● DATA RECORDS
::::
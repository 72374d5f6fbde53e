//! Order lifecycle API endpoints.
//!
//! - `POST /api/orders` - Create an order (holds inventory)
//! - `GET /api/orders/:id` - Fetch an order (buyer or organizer)
//! - `POST /api/orders/:id/proof` - Attach payment details and a proof image
//! - `POST /api/orders/:id/verify` - Organizer approves or rejects the payment
//! - `GET /api/orders/:id/tickets` - List tickets minted for a paid order

use crate::server::auth::Caller;
use crate::server::error::ApiError;
use crate::server::state::AppState;
use crate::types::{
    EventId, Order, OrderId, OrderStatus, PaymentDetails, PaymentMethodId, Ticket, TicketStatus,
    TicketTypeId,
};
use axum::extract::{Path, State};
use axum::http::StatusCode;
use axum::Json;
use base64::engine::general_purpose::STANDARD;
use base64::Engine;
use chrono::{DateTime, Utc};
use serde::{Deserialize, Serialize};
use uuid::Uuid;

// ============================================================================
// Request/Response Types
// ============================================================================

/// Request to create an order.
#[derive(Debug, Deserialize)]
pub struct CreateOrderRequest {
    /// Event to buy tickets for.
    pub event_id: Uuid,
    /// Ticket type to purchase.
    pub ticket_type_id: Uuid,
    /// Payment method the buyer will use.
    pub payment_method_id: Uuid,
    /// Number of tickets (>= 1).
    pub quantity: u32,
}

/// Order details returned by every order endpoint.
#[derive(Debug, Serialize)]
pub struct OrderResponse {
    /// Order id.
    pub id: Uuid,
    /// Event id.
    pub event_id: Uuid,
    /// Ticket type id.
    pub ticket_type_id: Uuid,
    /// Number of tickets.
    pub quantity: u32,
    /// Lifecycle status.
    pub status: OrderStatus,
    /// Whether a payment proof has been uploaded.
    pub proof_uploaded: bool,
    /// Organizer's reason, present on rejected orders.
    pub rejection_reason: Option<String>,
    /// When the order was created.
    pub created_at: DateTime<Utc>,
}

impl From<&Order> for OrderResponse {
    fn from(order: &Order) -> Self {
        Self {
            id: *order.id.as_uuid(),
            event_id: *order.event_id.as_uuid(),
            ticket_type_id: *order.ticket_type_id.as_uuid(),
            quantity: order.quantity,
            status: order.status,
            proof_uploaded: order.proof_key.is_some(),
            rejection_reason: order.rejection_reason.clone(),
            created_at: order.created_at,
        }
    }
}

/// Request to attach payment details and a proof image.
#[derive(Debug, Deserialize)]
pub struct SubmitProofRequest {
    /// Transaction/reference id from the buyer's payment channel.
    pub transaction_id: Option<String>,
    /// When the buyer says they paid.
    pub paid_at: Option<DateTime<Utc>>,
    /// Anything else the buyer wants the organizer to see.
    pub notes: Option<String>,
    /// Proof image bytes, base64-encoded.
    pub proof: String,
}

/// Organizer's verification decision.
#[derive(Debug, Clone, Copy, Deserialize, PartialEq, Eq)]
#[serde(rename_all = "snake_case")]
pub enum Decision {
    /// Approve the payment; mints tickets.
    Approve,
    /// Reject the payment; releases inventory.
    Reject,
}

/// Request to decide a pending order.
#[derive(Debug, Deserialize)]
pub struct VerifyOrderRequest {
    /// Approve or reject.
    pub action: Decision,
    /// Required when rejecting.
    pub reason: Option<String>,
}

/// A minted ticket as returned to the buyer.
#[derive(Debug, Serialize)]
pub struct TicketResponse {
    /// Ticket id.
    pub id: Uuid,
    /// Human-readable ticket number.
    pub ticket_number: String,
    /// Signed reference to present at the gate.
    pub reference: String,
    /// Holder display name.
    pub holder_name: String,
    /// Ticket type display name.
    pub ticket_type_name: String,
    /// Current status.
    pub status: TicketStatus,
    /// When the ticket was minted.
    pub issued_at: DateTime<Utc>,
}

impl From<&Ticket> for TicketResponse {
    fn from(ticket: &Ticket) -> Self {
        Self {
            id: *ticket.id.as_uuid(),
            ticket_number: ticket.ticket_number.clone(),
            reference: ticket.reference.clone(),
            holder_name: ticket.holder_name.clone(),
            ticket_type_name: ticket.ticket_type_name.clone(),
            status: ticket.status,
            issued_at: ticket.issued_at,
        }
    }
}

/// Response to a verification decision.
#[derive(Debug, Serialize)]
pub struct VerifyOrderResponse {
    /// The decided order.
    pub order: OrderResponse,
    /// Tickets minted on approval; empty on rejection.
    pub tickets: Vec<TicketResponse>,
}

/// Tickets minted for an order.
#[derive(Debug, Serialize)]
pub struct ListTicketsResponse {
    /// The tickets.
    pub tickets: Vec<TicketResponse>,
    /// Total count.
    pub total: usize,
}

// ============================================================================
// Handlers
// ============================================================================

/// Create a new order.
///
/// Requires authentication. Atomically holds inventory for the requested
/// quantity; responds 409 when not enough tickets remain.
pub async fn create_order(
    Caller(buyer): Caller,
    State(state): State<AppState>,
    Json(request): Json<CreateOrderRequest>,
) -> Result<(StatusCode, Json<OrderResponse>), ApiError> {
    let order = state
        .orders
        .create_order(
            &buyer,
            EventId::from_uuid(request.event_id),
            TicketTypeId::from_uuid(request.ticket_type_id),
            PaymentMethodId::from_uuid(request.payment_method_id),
            request.quantity,
        )
        .await?;
    Ok((StatusCode::CREATED, Json(OrderResponse::from(&order))))
}

/// Get order details; buyer and event organizer only.
pub async fn get_order(
    Caller(actor): Caller,
    State(state): State<AppState>,
    Path(order_id): Path<Uuid>,
) -> Result<Json<OrderResponse>, ApiError> {
    let order = state
        .orders
        .order_for(&actor, OrderId::from_uuid(order_id))
        .await?;
    Ok(Json(OrderResponse::from(&order)))
}

/// Attach payment details and a proof image; buyer only.
///
/// Responds 503 when the blob upload fails; the order stays in
/// `pending_payment` and the request can be retried as-is.
pub async fn submit_proof(
    Caller(buyer): Caller,
    State(state): State<AppState>,
    Path(order_id): Path<Uuid>,
    Json(request): Json<SubmitProofRequest>,
) -> Result<Json<OrderResponse>, ApiError> {
    let proof = STANDARD
        .decode(&request.proof)
        .map_err(|_| ApiError::bad_request("payment proof must be valid base64"))?;
    let details = PaymentDetails {
        transaction_id: request.transaction_id,
        paid_at: request.paid_at,
        notes: request.notes,
    };
    let order = state
        .orders
        .submit_proof(&buyer, OrderId::from_uuid(order_id), details, proof)
        .await?;
    Ok(Json(OrderResponse::from(&order)))
}

/// Approve or reject a pending payment; event organizer only.
///
/// Approval mints tickets in the same atomic commit as the status change;
/// rejection requires a reason and releases the held inventory.
pub async fn verify_order(
    Caller(organizer): Caller,
    State(state): State<AppState>,
    Path(order_id): Path<Uuid>,
    Json(request): Json<VerifyOrderRequest>,
) -> Result<Json<VerifyOrderResponse>, ApiError> {
    let order_id = OrderId::from_uuid(order_id);
    let (order, tickets) = match request.action {
        Decision::Approve => state.orders.approve(&organizer, order_id).await?,
        Decision::Reject => {
            let reason = request.reason.unwrap_or_default();
            let order = state.orders.reject(&organizer, order_id, reason).await?;
            (order, Vec::new())
        }
    };
    Ok(Json(VerifyOrderResponse {
        order: OrderResponse::from(&order),
        tickets: tickets.iter().map(TicketResponse::from).collect(),
    }))
}

/// List the tickets minted for an order; buyer and event organizer only.
pub async fn list_order_tickets(
    Caller(actor): Caller,
    State(state): State<AppState>,
    Path(order_id): Path<Uuid>,
) -> Result<Json<ListTicketsResponse>, ApiError> {
    let tickets = state
        .orders
        .tickets_for_order(&actor, OrderId::from_uuid(order_id))
        .await?;
    Ok(Json(ListTicketsResponse {
        total: tickets.len(),
        tickets: tickets.iter().map(TicketResponse::from).collect(),
    }))
}
//! In-memory store used by the test suite and the default server mode.
//!
//! A single `RwLock` guards all tables; every state-changing operation takes
//! the write guard for its whole check-then-act sequence, so writers
//! serialize exactly like row-locked transactions do in the relational
//! store.

use crate::error::CoreError;
use crate::store::Store;
use crate::types::{
    EventId, Order, OrderId, OrderStatus, PaymentMethod, PaymentMethodId, Ticket, TicketId,
    TicketStatus, TicketType, TicketTypeId, UserId, ValidationAttempt,
};
use async_trait::async_trait;
use chrono::{DateTime, Utc};
use std::collections::HashMap;
use tokio::sync::RwLock;

#[derive(Default)]
struct Tables {
    ticket_types: HashMap<TicketTypeId, TicketType>,
    payment_methods: HashMap<PaymentMethodId, PaymentMethod>,
    orders: HashMap<OrderId, Order>,
    tickets: HashMap<TicketId, Ticket>,
    /// (event, reference) -> ticket, the gate-scan lookup index.
    by_reference: HashMap<(EventId, String), TicketId>,
    attempts: Vec<ValidationAttempt>,
}

/// In-memory [`Store`] implementation.
#[derive(Default)]
pub struct MemoryStore {
    tables: RwLock<Tables>,
}

impl MemoryStore {
    /// Creates an empty store.
    #[must_use]
    pub fn new() -> Self {
        Self::default()
    }
}

#[async_trait]
impl Store for MemoryStore {
    async fn insert_ticket_type(&self, ticket_type: TicketType) -> Result<(), CoreError> {
        self.tables
            .write()
            .await
            .ticket_types
            .insert(ticket_type.id, ticket_type);
        Ok(())
    }

    async fn ticket_type(&self, id: TicketTypeId) -> Result<TicketType, CoreError> {
        self.tables
            .read()
            .await
            .ticket_types
            .get(&id)
            .cloned()
            .ok_or_else(|| CoreError::not_found("ticket type", id))
    }

    async fn reserve(
        &self,
        id: TicketTypeId,
        quantity: u32,
        now: DateTime<Utc>,
    ) -> Result<(), CoreError> {
        let mut tables = self.tables.write().await;
        let ticket_type = tables
            .ticket_types
            .get_mut(&id)
            .ok_or_else(|| CoreError::not_found("ticket type", id))?;
        if !ticket_type.sale_open(now) {
            return Err(CoreError::Validation(
                "ticket sales are not open for this ticket type".to_string(),
            ));
        }
        if ticket_type.remaining() < quantity {
            return Err(CoreError::Oversold);
        }
        ticket_type.sold_count += quantity;
        Ok(())
    }

    async fn release(&self, id: TicketTypeId, quantity: u32) -> Result<(), CoreError> {
        let mut tables = self.tables.write().await;
        let ticket_type = tables
            .ticket_types
            .get_mut(&id)
            .ok_or_else(|| CoreError::not_found("ticket type", id))?;
        ticket_type.sold_count = ticket_type.sold_count.saturating_sub(quantity);
        Ok(())
    }

    async fn insert_payment_method(&self, method: PaymentMethod) -> Result<(), CoreError> {
        self.tables
            .write()
            .await
            .payment_methods
            .insert(method.id, method);
        Ok(())
    }

    async fn payment_method(&self, id: PaymentMethodId) -> Result<PaymentMethod, CoreError> {
        self.tables
            .read()
            .await
            .payment_methods
            .get(&id)
            .cloned()
            .ok_or_else(|| CoreError::not_found("payment method", id))
    }

    async fn insert_order(&self, order: Order) -> Result<(), CoreError> {
        self.tables.write().await.orders.insert(order.id, order);
        Ok(())
    }

    async fn order(&self, id: OrderId) -> Result<Order, CoreError> {
        self.tables
            .read()
            .await
            .orders
            .get(&id)
            .cloned()
            .ok_or_else(|| CoreError::not_found("order", id))
    }

    async fn update_order(&self, order: Order, expected: OrderStatus) -> Result<(), CoreError> {
        let mut tables = self.tables.write().await;
        cas_order(&mut tables, order, expected)
    }

    async fn approve_order(
        &self,
        order: Order,
        expected: OrderStatus,
        tickets: Vec<Ticket>,
    ) -> Result<(), CoreError> {
        // One write guard covers both the status CAS and the ticket inserts,
        // mirroring the relational store's single transaction.
        let mut tables = self.tables.write().await;
        cas_order(&mut tables, order, expected)?;
        for ticket in tickets {
            tables
                .by_reference
                .insert((ticket.event_id, ticket.reference.clone()), ticket.id);
            tables.tickets.insert(ticket.id, ticket);
        }
        Ok(())
    }

    async fn reject_order(&self, order: Order, expected: OrderStatus) -> Result<(), CoreError> {
        // One write guard covers both the status CAS and the inventory
        // decrement, mirroring the relational store's single transaction.
        let mut tables = self.tables.write().await;
        if !tables.ticket_types.contains_key(&order.ticket_type_id) {
            return Err(CoreError::not_found("ticket type", order.ticket_type_id));
        }
        let (ticket_type_id, quantity) = (order.ticket_type_id, order.quantity);
        cas_order(&mut tables, order, expected)?;
        if let Some(ticket_type) = tables.ticket_types.get_mut(&ticket_type_id) {
            ticket_type.sold_count = ticket_type.sold_count.saturating_sub(quantity);
        }
        Ok(())
    }

    async fn ticket(&self, id: TicketId) -> Result<Option<Ticket>, CoreError> {
        Ok(self.tables.read().await.tickets.get(&id).cloned())
    }

    async fn ticket_by_reference(
        &self,
        event_id: EventId,
        reference: &str,
    ) -> Result<Option<Ticket>, CoreError> {
        let tables = self.tables.read().await;
        Ok(tables
            .by_reference
            .get(&(event_id, reference.to_string()))
            .and_then(|id| tables.tickets.get(id))
            .cloned())
    }

    async fn tickets_for_order(&self, order_id: OrderId) -> Result<Vec<Ticket>, CoreError> {
        let tables = self.tables.read().await;
        let mut tickets: Vec<Ticket> = tables
            .tickets
            .values()
            .filter(|t| t.order_id == order_id)
            .cloned()
            .collect();
        tickets.sort_by(|a, b| a.ticket_number.cmp(&b.ticket_number));
        Ok(tickets)
    }

    async fn use_ticket(
        &self,
        id: TicketId,
        validator: UserId,
        now: DateTime<Utc>,
    ) -> Result<Ticket, CoreError> {
        let mut tables = self.tables.write().await;
        let ticket = tables
            .tickets
            .get_mut(&id)
            .ok_or_else(|| CoreError::not_found("ticket", id))?;
        // The compare-and-set: re-checked under the write guard, so two
        // simultaneous scans cannot both pass.
        if ticket.is_used || ticket.status != TicketStatus::Active {
            return Err(CoreError::StateConflict(format!(
                "ticket {} is not active",
                ticket.ticket_number
            )));
        }
        ticket.is_used = true;
        ticket.status = TicketStatus::Used;
        ticket.used_at = Some(now);
        ticket.validated_by = Some(validator);
        Ok(ticket.clone())
    }

    async fn cancel_ticket(&self, id: TicketId) -> Result<(), CoreError> {
        let mut tables = self.tables.write().await;
        let ticket = tables
            .tickets
            .get_mut(&id)
            .ok_or_else(|| CoreError::not_found("ticket", id))?;
        if ticket.is_used {
            return Err(CoreError::StateConflict(format!(
                "ticket {} is already used and cannot be cancelled",
                ticket.ticket_number
            )));
        }
        ticket.status = TicketStatus::Cancelled;
        Ok(())
    }

    async fn append_attempt(&self, attempt: ValidationAttempt) -> Result<(), CoreError> {
        self.tables.write().await.attempts.push(attempt);
        Ok(())
    }

    async fn attempts_for_event(
        &self,
        event_id: EventId,
    ) -> Result<Vec<ValidationAttempt>, CoreError> {
        Ok(self
            .tables
            .read()
            .await
            .attempts
            .iter()
            .filter(|a| a.event_id == event_id)
            .cloned()
            .collect())
    }
}

fn cas_order(tables: &mut Tables, order: Order, expected: OrderStatus) -> Result<(), CoreError> {
    let stored = tables
        .orders
        .get(&order.id)
        .ok_or_else(|| CoreError::not_found("order", order.id))?;
    if stored.status != expected {
        return Err(CoreError::StateConflict(format!(
            "order {} is in status {}, expected {}",
            order.id, stored.status, expected
        )));
    }
    tables.orders.insert(order.id, order);
    Ok(())
}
::::
● REQUIRED WORK
If a line of the data holds the string "actor", list it.

● EXERCISE OUTPUT
    Caller(actor): Caller,
        .order_for(&actor, OrderId::from_uuid(order_id))
    Caller(actor): Caller,
        .tickets_for_order(&actor, OrderId::from_uuid(order_id))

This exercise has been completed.